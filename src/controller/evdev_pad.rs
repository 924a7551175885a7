//! # evdev Gamepad Module
//!
//! Raw Linux input backend, used when `gilrs` finds no gamepad.
//!
//! ## Controller Detection
//!
//! Any `/dev/input/event*` device that reports both a south face button
//! (`BTN_SOUTH`) and a left stick X axis (`ABS_X`) is treated as a gamepad.
//! Devices are scanned in path order so the same pad wins every time.
//!
//! ## Polling
//!
//! Each poll reads the current key and axis state with ioctls instead of
//! draining the event queue, so it never blocks the poll loop.
//!
//! - Left stick: `ABS_X`, `ABS_Y`
//! - Right stick: `ABS_RX`, `ABS_RY`
//! - Analog triggers: `ABS_Z` (L2), `ABS_RZ` (R2)
//!
//! Y axes grow downwards on evdev and are inverted.

use evdev::{AbsoluteAxisType, AttributeSetRef, Device, Key};
use std::path::{Path, PathBuf};
use tracing::{debug, info, warn};

use super::calibration::{normalize_axis, StickSample};
use super::source::{buttons, ButtonSet, InputFrame, InputSource};
use crate::error::{BridgeError, Result};

/// Directory scanned for event devices
const INPUT_DIR: &str = "/dev/input";

/// Key code to canonical button index
const KEY_MAP: [(Key, usize); 13] = [
    (Key::BTN_WEST, buttons::WEST),
    (Key::BTN_SOUTH, buttons::SOUTH),
    (Key::BTN_EAST, buttons::EAST),
    (Key::BTN_NORTH, buttons::NORTH),
    (Key::BTN_TL, buttons::L1),
    (Key::BTN_TR, buttons::R1),
    (Key::BTN_TL2, buttons::L2),
    (Key::BTN_TR2, buttons::R2),
    (Key::BTN_SELECT, buttons::SELECT),
    (Key::BTN_START, buttons::START),
    (Key::BTN_THUMBL, buttons::L3),
    (Key::BTN_THUMBR, buttons::R3),
    (Key::BTN_MODE, buttons::MODE),
];

/// One absolute axis reading with its reported bounds
#[derive(Debug, Clone, Copy, PartialEq, Eq)]
pub struct AxisReading {
    pub value: i32,
    pub minimum: i32,
    pub maximum: i32,
}

impl AxisReading {
    /// Position in the raw stick range
    fn normalized(&self, invert: bool) -> i32 {
        normalize_axis(self.value, self.minimum, self.maximum, invert)
    }

    /// Fraction of full travel, 0.0..=1.0
    fn travel(&self) -> f32 {
        if self.maximum <= self.minimum {
            return 0.0;
        }
        let value = self.value.clamp(self.minimum, self.maximum);
        (value - self.minimum) as f32 / (self.maximum - self.minimum) as f32
    }
}

/// Builds a frame from a key-state snapshot and an axis lookup.
///
/// Missing axes read as centered; an analog trigger past `trigger_threshold`
/// counts as its digital button.
pub fn frame_from_state<F>(keys: &AttributeSetRef<Key>, axis: F, trigger_threshold: f32) -> InputFrame
where
    F: Fn(AbsoluteAxisType) -> Option<AxisReading>,
{
    let stick = |kind, invert| axis(kind).map_or(0, |r: AxisReading| r.normalized(invert));

    let sticks = StickSample {
        left_x: stick(AbsoluteAxisType::ABS_X, false),
        left_y: stick(AbsoluteAxisType::ABS_Y, true),
        right_x: stick(AbsoluteAxisType::ABS_RX, false),
        right_y: stick(AbsoluteAxisType::ABS_RY, true),
    };

    let mut held = ButtonSet::empty();
    for (key, index) in KEY_MAP {
        if keys.contains(key) {
            held.set(index, true);
        }
    }

    for (kind, index) in [
        (AbsoluteAxisType::ABS_Z, buttons::L2),
        (AbsoluteAxisType::ABS_RZ, buttons::R2),
    ] {
        if axis(kind).map_or(false, |r| r.travel() >= trigger_threshold) {
            held.set(index, true);
        }
    }

    InputFrame { sticks, buttons: held }
}

/// Gamepad read through the evdev interface
pub struct EvdevGamepad {
    device: Device,
    device_path: PathBuf,
    trigger_threshold: f32,
}

impl EvdevGamepad {
    /// Detect and open the first gamepad-like event device
    ///
    /// # Errors
    ///
    /// - `InputNotFound`: `/dev/input` missing, unreadable, or no matching device
    ///
    /// # Examples
    ///
    /// ```no_run
    /// use tello_bridge::controller::evdev_pad::EvdevGamepad;
    ///
    /// let pad = EvdevGamepad::open(0.12)?;
    /// println!("Using {}", pad.device_path().display());
    /// # Ok::<(), Box<dyn std::error::Error>>(())
    /// ```
    pub fn open(trigger_threshold: f32) -> Result<Self> {
        let (device, device_path) = Self::scan()?;
        Ok(Self {
            device,
            device_path,
            trigger_threshold,
        })
    }

    fn scan() -> Result<(Device, PathBuf)> {
        let input_dir = Path::new(INPUT_DIR);

        if !input_dir.exists() {
            return Err(BridgeError::InputNotFound(format!(
                "{} directory not found",
                INPUT_DIR
            )));
        }

        let mut paths: Vec<PathBuf> = std::fs::read_dir(input_dir)
            .map_err(|e| BridgeError::InputNotFound(format!("Failed to read {}: {}", INPUT_DIR, e)))?
            .filter_map(|entry| entry.ok().map(|e| e.path()))
            .filter(|path| {
                path.file_name()
                    .map_or(false, |name| name.to_string_lossy().starts_with("event"))
            })
            .collect();

        paths.sort();

        for path in paths {
            match Device::open(&path) {
                Ok(device) => {
                    debug!(
                        "Found input device: {} ({})",
                        path.display(),
                        device.name().unwrap_or("unnamed")
                    );
                    if is_gamepad(&device) {
                        info!("Using evdev gamepad at: {}", path.display());
                        return Ok((device, path));
                    }
                }
                Err(e) => {
                    // Permission denied or other errors - skip device
                    debug!("Could not open {}: {}", path.display(), e);
                }
            }
        }

        Err(BridgeError::InputNotFound(
            "no evdev device with gamepad buttons and sticks".to_string(),
        ))
    }

    /// The `/dev/input/eventX` path in use
    pub fn device_path(&self) -> &Path {
        &self.device_path
    }

    fn read_frame(&self) -> std::io::Result<InputFrame> {
        let keys = self.device.get_key_state()?;
        let abs = self.device.get_abs_state()?;
        let supported = self.device.supported_absolute_axes();

        let lookup = |kind: AbsoluteAxisType| {
            if !supported.map_or(false, |axes| axes.contains(kind)) {
                return None;
            }
            abs.get(kind.0 as usize).map(|info| AxisReading {
                value: info.value,
                minimum: info.minimum,
                maximum: info.maximum,
            })
        };

        Ok(frame_from_state(&keys, lookup, self.trigger_threshold))
    }
}

fn is_gamepad(device: &Device) -> bool {
    let has_south = device
        .supported_keys()
        .map_or(false, |keys| keys.contains(Key::BTN_SOUTH));
    let has_stick = device
        .supported_absolute_axes()
        .map_or(false, |axes| axes.contains(AbsoluteAxisType::ABS_X));
    has_south && has_stick
}

impl InputSource for EvdevGamepad {
    fn name(&self) -> String {
        format!(
            "{} ({})",
            self.device.name().unwrap_or("evdev gamepad"),
            self.device_path.display()
        )
    }

    fn poll(&mut self) -> Result<InputFrame> {
        self.read_frame().map_err(|e| {
            warn!("Reading {} failed: {}", self.device_path.display(), e);
            BridgeError::InputDisconnected(format!("{}: {}", self.device_path.display(), e))
        })
    }

    fn reconnect(&mut self) -> Result<()> {
        let (device, device_path) = Self::scan()?;
        self.device = device;
        self.device_path = device_path;
        Ok(())
    }
}

#[cfg(test)]
mod tests {
    use super::*;
    use evdev::AttributeSet;

    fn reading(value: i32) -> Option<AxisReading> {
        Some(AxisReading {
            value,
            minimum: 0,
            maximum: 255,
        })
    }

    #[test]
    fn test_keys_map_to_canonical_indices() {
        let mut keys = AttributeSet::<Key>::new();
        keys.insert(Key::BTN_SOUTH);
        keys.insert(Key::BTN_NORTH);
        keys.insert(Key::BTN_TR2);

        let frame = frame_from_state(&keys, |_| None, 0.12);
        assert_eq!(frame.buttons, ButtonSet::from_indices(&[1, 3, 7]));
    }

    #[test]
    fn test_key_map_covers_every_index_once() {
        let mut seen: Vec<usize> = KEY_MAP.iter().map(|&(_, i)| i).collect();
        seen.sort_unstable();
        assert_eq!(seen, (0..=12).collect::<Vec<_>>());
    }

    #[test]
    fn test_missing_axes_are_centered() {
        let keys = AttributeSet::<Key>::new();
        let frame = frame_from_state(&keys, |_| None, 0.12);
        assert_eq!(frame, InputFrame::default());
    }

    #[test]
    fn test_stick_axes_and_y_inversion() {
        let keys = AttributeSet::<Key>::new();
        let frame = frame_from_state(
            &keys,
            |kind| match kind {
                AbsoluteAxisType::ABS_X => reading(255),
                // Stick pushed up reads as minimum on evdev
                AbsoluteAxisType::ABS_Y => reading(0),
                AbsoluteAxisType::ABS_RX => reading(0),
                AbsoluteAxisType::ABS_RY => reading(255),
                _ => None,
            },
            0.12,
        );

        assert_eq!(frame.sticks.left_x, 32767);
        assert_eq!(frame.sticks.left_y, 32767);
        assert_eq!(frame.sticks.right_x, -32768);
        assert_eq!(frame.sticks.right_y, -32768);
        assert!(frame.buttons.is_empty());
    }

    #[test]
    fn test_analog_triggers_past_threshold() {
        let keys = AttributeSet::<Key>::new();
        let frame = frame_from_state(
            &keys,
            |kind| match kind {
                AbsoluteAxisType::ABS_Z => reading(200),
                AbsoluteAxisType::ABS_RZ => reading(10),
                _ => None,
            },
            0.12,
        );

        assert!(frame.buttons.contains(buttons::L2));
        assert!(!frame.buttons.contains(buttons::R2));
    }

    #[test]
    fn test_axis_travel() {
        let r = AxisReading { value: 50, minimum: 0, maximum: 100 };
        assert!((r.travel() - 0.5).abs() < f32::EPSILON);

        let degenerate = AxisReading { value: 1, minimum: 3, maximum: 3 };
        assert_eq!(degenerate.travel(), 0.0);
    }

    // Integration test - only runs with real hardware
    #[test]
    #[ignore]
    fn test_open_with_real_hardware() {
        let mut pad = EvdevGamepad::open(0.12).expect("No evdev gamepad found");
        assert!(pad.device_path().starts_with("/dev/input"));

        let frame = pad.poll().expect("Poll should succeed on a connected pad");
        println!("{}: {:?}", pad.name(), frame);
    }
}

++++++

Each line between the start of the listing above and the line containing "ioctls instead of", with both ends counted, is to be set down unchanged.

■ ANSWER SPACE:
filename src/controller/evdev_pad.rs
repository 924a7551175885a7
//! # evdev Gamepad Module
//!
//! Raw Linux input backend, used when `gilrs` finds no gamepad.
//!
//! ## Controller Detection
//!
//! Any `/dev/input/event*` device that reports both a south face button
//! (`BTN_SOUTH`) and a left stick X axis (`ABS_X`) is treated as a gamepad.
//! Devices are scanned in path order so the same pad wins every time.
//!
//! ## Polling
//!
//! Each poll reads the current key and axis state with ioctls instead of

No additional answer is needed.